//! Binding row → view record projection
//!
//! [`project`] is a pure function: it resolves optional fields to
//! placeholders, splits aggregated label lists, formats prices and derives
//! the computed display fields of each view. Rows missing a variable the
//! view's template requires are rejected; that only happens when a query is
//! malformed, never because data is absent.

pub mod format;
mod records;

pub use format::{StockLevel, PLACEHOLDER};
pub use records::{
    BaristaRecord, BrewSpecs, DetailRecord, DetailSpecs, GrowerRecord, Recommendation,
    RoasterRecord, RoasterSpecs,
};

use crate::query::Template;
use crate::sparql::BindingRow;
use format::{fragment_id, organic_label, parse_quantity, price_or, quantity, split_list};
use serde::Serialize;
use thiserror::Error;

/// Projection errors
#[derive(Error, Debug, PartialEq, Eq)]
pub enum ProjectionError {
    /// Row lacks a variable the template always binds
    #[error("{view:?} row is missing required binding ?{var}")]
    MissingRequired { view: ViewKind, var: String },
}

pub type ProjectionResult<T> = Result<T, ProjectionError>;

/// The record shapes a row can be projected into
#[derive(Debug, Clone, Copy, PartialEq, Eq, Hash, Serialize)]
#[serde(rename_all = "lowercase")]
pub enum ViewKind {
    Grower,
    Roaster,
    Barista,
    Detail,
}

impl ViewKind {
    /// Price text used when a row has no usable price
    pub fn price_fallback(self) -> &'static str {
        match self {
            ViewKind::Grower => "Rp -",
            ViewKind::Roaster => "Call",
            ViewKind::Barista => "Ask Barista",
            ViewKind::Detail => PLACEHOLDER,
        }
    }
}

/// A projected record of any view
#[derive(Debug, Clone, PartialEq, Serialize)]
#[serde(untagged)]
pub enum ViewRecord {
    Grower(GrowerRecord),
    Roaster(RoasterRecord),
    Barista(BaristaRecord),
    Detail(Box<DetailRecord>),
}

impl ViewRecord {
    pub fn kind(&self) -> ViewKind {
        match self {
            ViewRecord::Grower(_) => ViewKind::Grower,
            ViewRecord::Roaster(_) => ViewKind::Roaster,
            ViewRecord::Barista(_) => ViewKind::Barista,
            ViewRecord::Detail(_) => ViewKind::Detail,
        }
    }

    /// Short display id
    pub fn id(&self) -> &str {
        match self {
            ViewRecord::Grower(r) => &r.id,
            ViewRecord::Roaster(r) => &r.id,
            ViewRecord::Barista(r) => &r.id,
            ViewRecord::Detail(r) => &r.id,
        }
    }

    /// Display name
    pub fn title(&self) -> &str {
        match self {
            ViewRecord::Grower(r) => &r.title,
            ViewRecord::Roaster(r) => &r.title,
            ViewRecord::Barista(r) => &r.title,
            ViewRecord::Detail(r) => &r.name,
        }
    }

    /// Formatted price or the view's fallback text
    pub fn price(&self) -> &str {
        match self {
            ViewRecord::Grower(r) => &r.price,
            ViewRecord::Roaster(r) => &r.price,
            ViewRecord::Barista(r) => &r.price,
            ViewRecord::Detail(r) => &r.price,
        }
    }
}

/// Project one row of `view`'s query
pub fn project(row: &BindingRow, view: ViewKind) -> ProjectionResult<ViewRecord> {
    let fields = Fields::checked(row, view)?;
    let record = match view {
        ViewKind::Grower => ViewRecord::Grower(grower(&fields)),
        ViewKind::Roaster => ViewRecord::Roaster(roaster(&fields)),
        ViewKind::Barista => ViewRecord::Barista(barista(&fields)),
        ViewKind::Detail => ViewRecord::Detail(Box::new(detail(&fields))),
    };
    Ok(record)
}

/// Project one row of the recommendation query
pub fn project_recommendation(row: &BindingRow) -> ProjectionResult<Recommendation> {
    let missing = |var: &str| ProjectionError::MissingRequired {
        view: ViewKind::Detail,
        var: var.to_string(),
    };
    let iri = row.get("rec").ok_or_else(|| missing("rec"))?;
    let name = row.get("recName").ok_or_else(|| missing("recName"))?;

    Ok(Recommendation {
        id: fragment_id(iri).to_string(),
        name: name.to_string(),
        price: price_or(row.get("recPrice"), PLACEHOLDER),
    })
}

/// Row accessor for one view; required bindings are checked up front
struct Fields<'a> {
    row: &'a BindingRow,
    view: ViewKind,
    subject: &'a str,
}

impl<'a> Fields<'a> {
    fn checked(row: &'a BindingRow, view: ViewKind) -> ProjectionResult<Self> {
        let template = Template::for_view(view);
        if let Some(var) = template.required_vars().find(|var| !row.contains(var)) {
            return Err(ProjectionError::MissingRequired {
                view,
                var: var.to_string(),
            });
        }
        Ok(Self {
            row,
            view,
            subject: row.get(template.subject).unwrap_or_default(),
        })
    }

    fn raw(&self, var: &str) -> Option<&'a str> {
        self.row.get(var)
    }

    /// Scalar text or the placeholder
    fn text(&self, var: &str) -> String {
        self.raw(var).unwrap_or(PLACEHOLDER).to_string()
    }

    fn list(&self, alias: &str) -> Vec<String> {
        split_list(self.raw(alias))
    }

    fn id(&self) -> String {
        fragment_id(self.subject).to_string()
    }

    fn price(&self) -> String {
        price_or(self.raw("price"), self.view.price_fallback())
    }
}

fn grower(f: &Fields<'_>) -> GrowerRecord {
    GrowerRecord {
        id: f.id(),
        title: f.text("name"),
        price: f.price(),
        score: f.text("score"),
        harvest: f.text("harvest"),
        organic: organic_label(f.raw("organic")).to_string(),
        flavors: f.list("flavors"),
    }
}

fn roaster(f: &Fields<'_>) -> RoasterRecord {
    let stock = parse_quantity(f.raw("stock"));
    RoasterRecord {
        id: f.id(),
        title: f.text("name"),
        price: f.price(),
        origin: f.text("origin"),
        process: f.text("process"),
        roast_profile: f.text("profile"),
        score: f.text("score"),
        stock_kg: quantity(stock),
        stock_level: StockLevel::classify(stock),
        flavors: f.list("flavors"),
        specs: RoasterSpecs {
            moisture: f.text("moisture"),
            density: f.text("density"),
            water_activity: f.text("aw"),
            defect_count: f.text("defect"),
            crop_year: f.text("crop"),
            screen_size: f.text("screen"),
            grade: f.text("grade"),
            packaging: f.text("packaging"),
            agtron: f.text("agtron"),
            first_crack: f.text("firstCrack"),
            dtr: f.text("dtr"),
            shrinkage: f.text("shrink"),
            resting_days: f.text("rest"),
            fermentation_hours: f.text("ferm"),
            acidity: f.text("acid"),
            body: f.text("body"),
            certifications: f.list("certs"),
        },
    }
}

fn barista(f: &Fields<'_>) -> BaristaRecord {
    BaristaRecord {
        id: f.id(),
        title: f.text("name"),
        price: f.price(),
        description: f.text("desc"),
        shop: f.text("shopName"),
        base_coffee: f.text("baseName"),
        specs: BrewSpecs {
            temperature: f.text("temp"),
            time: f.text("time"),
            ratio: f.text("ratio"),
        },
        ingredients: f.list("ingredients"),
        flavors: f.list("flavors"),
    }
}

fn detail(f: &Fields<'_>) -> DetailRecord {
    DetailRecord {
        id: f.id(),
        name: f.text("name"),
        description: f.text("desc"),
        price: f.price(),
        score: f.text("score"),
        shop: f.text("shopName"),
        farm: f.text("farmName"),
        altitude: f.text("altitude"),
        origin: f.text("originName"),
        process: f.text("processName"),
        harvest: f.text("harvest"),
        moisture: f.text("moisture"),
        density: f.text("density"),
        roast_profile: f.text("roastProfile"),
        base_coffee: f.text("baseName"),
        specs: DetailSpecs {
            temperature: f.text("temp"),
            time: f.text("time"),
            ratio: f.text("ratio"),
            agtron: f.text("agtron"),
            dtr: f.text("dtr"),
            water_activity: f.text("aw"),
            shrinkage: f.text("shrink"),
            resting_days: f.text("rest"),
        },
        ingredients: f.list("ingredients"),
        flavors: f.list("flavors"),
        iri: f.subject.to_string(),
        origin_iri: f.raw("originUri").map(str::to_string),
    }
}

#[cfg(test)]
mod tests {
    use super::*;

    const NS: &str = "http://kopiverse.org/ontology#";

    fn row(pairs: &[(&str, &str)]) -> BindingRow {
        BindingRow::from_pairs(pairs.iter().copied())
    }

    #[test]
    fn test_grower_full_row() {
        let r = row(&[
            ("lot", "http://kopiverse.org/ontology#GayoWine"),
            ("name", "Gayo Wine"),
            ("price", "12000.0"),
            ("harvest", "2024-05-01"),
            ("organic", "true"),
            ("score", "86.5"),
            ("flavors", "Floral|Citrus|Floral"),
        ]);

        let ViewRecord::Grower(rec) = project(&r, ViewKind::Grower).unwrap() else {
            panic!("expected grower record");
        };
        assert_eq!(rec.id, "GayoWine");
        assert_eq!(rec.title, "Gayo Wine");
        assert_eq!(rec.price, "Rp 12,000");
        assert_eq!(rec.score, "86.5");
        assert_eq!(rec.harvest, "2024-05-01");
        assert_eq!(rec.organic, "Organik");
        assert_eq!(rec.flavors, vec!["Floral", "Citrus"]);
    }

    #[test]
    fn test_grower_sparse_row_uses_placeholders() {
        let r = row(&[
            ("lot", "http://kopiverse.org/ontology#Kintamani"),
            ("name", "Kintamani"),
            ("price", "on request"),
        ]);

        let ViewRecord::Grower(rec) = project(&r, ViewKind::Grower).unwrap() else {
            panic!("expected grower record");
        };
        assert_eq!(rec.price, "Rp -");
        assert_eq!(rec.score, PLACEHOLDER);
        assert_eq!(rec.harvest, PLACEHOLDER);
        assert_eq!(rec.organic, "Konvensional");
        assert!(rec.flavors.is_empty());
    }

    #[test]
    fn test_missing_required_binding() {
        // Grower rows always carry a price
        let r = row(&[("lot", "http://kopiverse.org/ontology#X"), ("name", "X")]);
        assert_eq!(
            project(&r, ViewKind::Grower).unwrap_err(),
            ProjectionError::MissingRequired {
                view: ViewKind::Grower,
                var: "price".to_string()
            }
        );

        let r = row(&[("bev", "http://kopiverse.org/ontology#Latte")]);
        assert!(project(&r, ViewKind::Barista).is_err());
    }

    #[test]
    fn test_roaster_stock_tiers() {
        let cases = [
            (None, "0", StockLevel::OutOfStock),
            (Some("0"), "0", StockLevel::OutOfStock),
            (Some("99"), "99", StockLevel::Low),
            (Some("100"), "100", StockLevel::Available),
            (Some("100000"), "100000", StockLevel::Available),
            (Some("a lot"), "0", StockLevel::OutOfStock),
        ];

        for (stock, shown, tier) in cases {
            let mut r = row(&[
                ("lot", "http://kopiverse.org/ontology#Toraja"),
                ("name", "Toraja Sapan"),
                ("origin", "Toraja"),
            ]);
            if let Some(stock) = stock {
                r.bind("stock", stock);
            }
            let ViewRecord::Roaster(rec) = project(&r, ViewKind::Roaster).unwrap() else {
                panic!("expected roaster record");
            };
            assert_eq!(rec.stock_kg, shown, "{stock:?}");
            assert_eq!(rec.stock_level, tier, "{stock:?}");
        }
    }

    #[test]
    fn test_roaster_specs_and_fallbacks() {
        let r = row(&[
            ("lot", "http://kopiverse.org/ontology#Toraja"),
            ("name", "Toraja Sapan"),
            ("origin", "Toraja"),
            ("process", "Full Wash"),
            ("shrink", "14.5"),
            ("rest", "7"),
            ("certs", "Fair Trade|Rainforest Alliance"),
        ]);

        let ViewRecord::Roaster(rec) = project(&r, ViewKind::Roaster).unwrap() else {
            panic!("expected roaster record");
        };
        assert_eq!(rec.price, "Call");
        assert_eq!(rec.process, "Full Wash");
        assert_eq!(rec.roast_profile, PLACEHOLDER);
        assert_eq!(rec.specs.shrinkage, "14.5");
        assert_eq!(rec.specs.resting_days, "7");
        assert_eq!(rec.specs.moisture, PLACEHOLDER);
        assert_eq!(rec.specs.certifications, vec!["Fair Trade", "Rainforest Alliance"]);
    }

    #[test]
    fn test_barista_row() {
        let r = row(&[
            ("bev", "http://kopiverse.org/ontology#KopiSusuAren"),
            ("name", "Kopi Susu Aren"),
            ("baseName", "GayoWine"),
            ("ingredients", "Fresh Milk|Palm Sugar"),
        ]);

        let ViewRecord::Barista(rec) = project(&r, ViewKind::Barista).unwrap() else {
            panic!("expected barista record");
        };
        assert_eq!(rec.id, "KopiSusuAren");
        assert_eq!(rec.price, "Ask Barista");
        assert_eq!(rec.base_coffee, "GayoWine");
        assert_eq!(rec.description, PLACEHOLDER);
        assert_eq!(rec.specs.temperature, PLACEHOLDER);
        assert_eq!(rec.ingredients, vec!["Fresh Milk", "Palm Sugar"]);
        assert!(rec.flavors.is_empty());
    }

    #[test]
    fn test_detail_row_keeps_iris() {
        let r = row(&[
            ("s", "http://kopiverse.org/ontology#GayoWine"),
            ("name", "Gayo Wine"),
            ("originName", "Aceh Gayo"),
            ("originUri", "http://kopiverse.org/ontology#AcehGayo"),
            ("price", "185000"),
        ]);

        let record = project(&r, ViewKind::Detail).unwrap();
        assert_eq!(record.kind(), ViewKind::Detail);
        assert_eq!(record.price(), "Rp 185,000");
        let ViewRecord::Detail(rec) = record else {
            panic!("expected detail record");
        };
        assert_eq!(rec.iri, format!("{NS}GayoWine"));
        assert_eq!(rec.origin_iri.as_deref(), Some("http://kopiverse.org/ontology#AcehGayo"));
        assert_eq!(rec.farm, PLACEHOLDER);

        let json = serde_json::to_value(&*rec).unwrap();
        assert!(json.get("iri").is_none());
        assert_eq!(json["specs"]["agtron"], PLACEHOLDER);
        assert_eq!(json["ingredients"], serde_json::json!([]));
    }

    #[test]
    fn test_recommendation_row() {
        let r = row(&[
            ("rec", "http://kopiverse.org/ontology#GayoNatural"),
            ("recName", "Gayo Natural"),
        ]);
        let rec = project_recommendation(&r).unwrap();
        assert_eq!(rec.id, "GayoNatural");
        assert_eq!(rec.price, "-");

        assert!(project_recommendation(&row(&[("recName", "Orphan")])).is_err());
    }

    #[test]
    fn test_record_accessors() {
        let r = row(&[
            ("lot", "http://kopiverse.org/ontology#GayoWine"),
            ("name", "Gayo Wine"),
            ("price", "1000"),
        ]);
        let record = project(&r, ViewKind::Grower).unwrap();
        assert_eq!(record.id(), "GayoWine");
        assert_eq!(record.title(), "Gayo Wine");
        assert_eq!(record.price(), "Rp 1,000");
    }
}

__Exercise__: Wherever the string "when" appears in the records above, copy the line it sits in.

__The completed task__:
//! view's template requires are rejected; that only happens when a query is
    /// Price text used when a row has no usable price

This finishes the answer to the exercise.